IV. CE FUT AINSI
Un jour, à la chasse je m’arrêtai étrangement impressionné, devant un tas de gerbes, court et pansu, dont le bâton central était surmonté d’une casserole.
– Je te connais, lui disais-je, je te connais… Puis, tout à coup, je m’écriai :
– Tiens ! Batta Malagna.
Je pris une fourche, qui traînait là par terre, et je la lui plantai dans la panse avec tant de volupté, qu’il s’en fallut de peu que la casserole ne tombât. Et voilà mon Batta Malagna, quand, suant et soufflant, il portait son chapeau en casseur d’assiettes.
Tout glissait en lui : ses sourcils et ses yeux glissaient de-ci de-là sur sa longue face ; son nez glissait sur ses moustaches niaises et sur sa barbiche ; ses épaules glissaient depuis la jointure du cou ; sa panse énorme et flasque glissait presque jusqu’à terre, car, vu la proéminence qu’elle formait sur ses jambes cagneuses, le tailleur, pour l’habiller, était forcé de lui tailler des pantalons démesurément larges, de sorte que de loin il semblait avoir endossé, beaucoup trop bas, une veste dont la panse lui arrivait aux pieds.
Maintenant, comment, avec une face et un corps ainsi bâtis, Malagna pouvait-il être aussi voleur ? Je ne sais. Même les voleurs, j’imagine, doivent avoir une certaine surface qu’il ne me paraissait pas avoir. Il allait tout doucement, avec ce bedon pendant, toujours les mains derrière le dos, et semblait peiner infiniment pour émettre cette voix molle et miaulante ! Il me plairait de savoir comment il mettait sa conscience d’accord avec les larcins qu’il perpétrait continuellement à notre préjudice. Il n’en avait nul besoin. Il lui fallait donc bien se donner à lui-même une raison, une excuse… Peut-être, tout simplement, volait-il pour se distraire un peu, le pauvre homme ?

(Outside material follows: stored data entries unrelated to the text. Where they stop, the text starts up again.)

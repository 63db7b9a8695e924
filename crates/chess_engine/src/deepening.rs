use std::sync::atomic::{AtomicBool, Ordering};
use std::sync::Arc;
use std::time::{Duration, Instant};

use chess_core::GameState;
use log::{debug, error, info};

use crate::error::SearchError;
use crate::evaluation::{Evaluate, Score, MATE_THRESHOLD};
use crate::search::{CancellationToken, Searcher};

/// Outcome of one iterative deepening run.
#[derive(Debug, Clone, PartialEq)]
pub struct DeepeningReport<M> {
    /// Best move of the deepest completed iteration
    pub best_move: Option<M>,
    pub score: Option<Score>,
    /// 0 when no iteration finished
    pub completed_depth: u8,
    pub nodes: u64,
    pub elapsed: Duration,
    /// An iteration was abandoned part way through
    pub interrupted: bool,
}

impl<M> Default for DeepeningReport<M> {
    fn default() -> Self {
        Self {
            best_move: None,
            score: None,
            completed_depth: 0,
            nodes: 0,
            elapsed: Duration::ZERO,
            interrupted: false,
        }
    }
}

/// Runs the searcher at depth 1, 2, 3, ... until the time budget runs out,
/// the maximum depth is reached or a forced mate is proven.
pub struct IterativeDeepening<'a, E> {
    evaluator: &'a E,
    max_depth: u8,
    stop: Arc<AtomicBool>,
}

impl<'a, E> IterativeDeepening<'a, E> {
    pub fn new(evaluator: &'a E, max_depth: u8) -> Self {
        Self {
            evaluator,
            max_depth,
            stop: Arc::new(AtomicBool::new(false)),
        }
    }

    pub fn max_depth(&self) -> u8 {
        self.max_depth
    }

    /// Flag that aborts a running search from another thread when set.
    pub fn stop_flag(&self) -> Arc<AtomicBool> {
        Arc::clone(&self.stop)
    }

    pub fn stop(&self) {
        self.stop.store(true, Ordering::Relaxed);
    }

    pub fn choose_move<G>(&self, state: &mut G, budget: Duration) -> Option<G::Move>
    where
        G: GameState,
        E: Evaluate<G>,
    {
        self.run(state, budget).best_move
    }

    pub fn run<G>(&self, state: &mut G, budget: Duration) -> DeepeningReport<G::Move>
    where
        G: GameState,
        E: Evaluate<G>,
    {
        let start = Instant::now();
        let mut token = CancellationToken::new().with_stop_flag(self.stop_flag());
        // A budget too large to add to the clock simply has no deadline
        if let Some(deadline) = start.checked_add(budget) {
            token = token.with_deadline(deadline);
        }

        let mut report = DeepeningReport::default();

        for depth in 1..=self.max_depth {
            if start.elapsed() >= budget || token.is_cancelled() {
                debug!("out of time before depth {}", depth);
                break;
            }

            let mut searcher = Searcher::new(self.evaluator, &token);
            let outcome = searcher.best_move(state, depth);
            report.nodes += searcher.stats().nodes;

            match outcome {
                Ok(result) => {
                    info!(
                        "depth {} score {} move {:?} nodes {} time {:?}",
                        depth,
                        result.score,
                        result.best_move,
                        searcher.stats().nodes,
                        start.elapsed()
                    );
                    report.completed_depth = depth;
                    report.score = Some(result.score);
                    if result.best_move.is_some() {
                        report.best_move = result.best_move;
                    }
                    if result.score.abs() >= MATE_THRESHOLD {
                        debug!("forced mate found at depth {}", depth);
                        break;
                    }
                }
                Err(SearchError::Interrupted) => {
                    debug!("depth {} interrupted, keeping depth {}", depth, report.completed_depth);
                    report.interrupted = true;
                    break;
                }
                Err(err @ SearchError::ContractViolation { .. }) => {
                    error!("{}, keeping depth {}", err, report.completed_depth);
                    break;
                }
            }
        }

        report.elapsed = start.elapsed();
        report
    }
}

Car, dans son intérieur, il devait être épouvantablement affligé d’une de ces épouses qui savent se faire respecter.
Il avait commis l’erreur de choisir une femme de rang supérieur au sien, qui était fort bas. Or cette femme, mariée à un homme de condition égale à la sienne, n’aurait peut-être pas été aussi insupportable qu’elle l’était avec lui, à qui naturellement elle devait démontrer, à la moindre occasion, qu’elle était de bonne naissance et que chez elle on faisait ainsi et ainsi. Et voilà mon Malagna docile à faire ainsi et ainsi, comme elle disait, pour paraître un monsieur lui aussi. Mais il lui en coûtait tant ! Il suait toujours, il suait !
Par surcroît, madame Guendoline, peu après le mariage, fut prise d’un mal dont elle ne put jamais guérir, car, pour en guérir, elle aurait dû faire un sacrifice supérieur à ses forces : se priver, ni plus ni moins, de certains gâteaux aux truffes, qu’elle aimait tant, et d’autres semblables gourmandises, et même, et avant tout, de vin. Non qu’elle en bût beaucoup, madame Guendoline ; pensez donc : elle était de noble naissance ; mais elle n’en aurait pas dû boire même un doigt.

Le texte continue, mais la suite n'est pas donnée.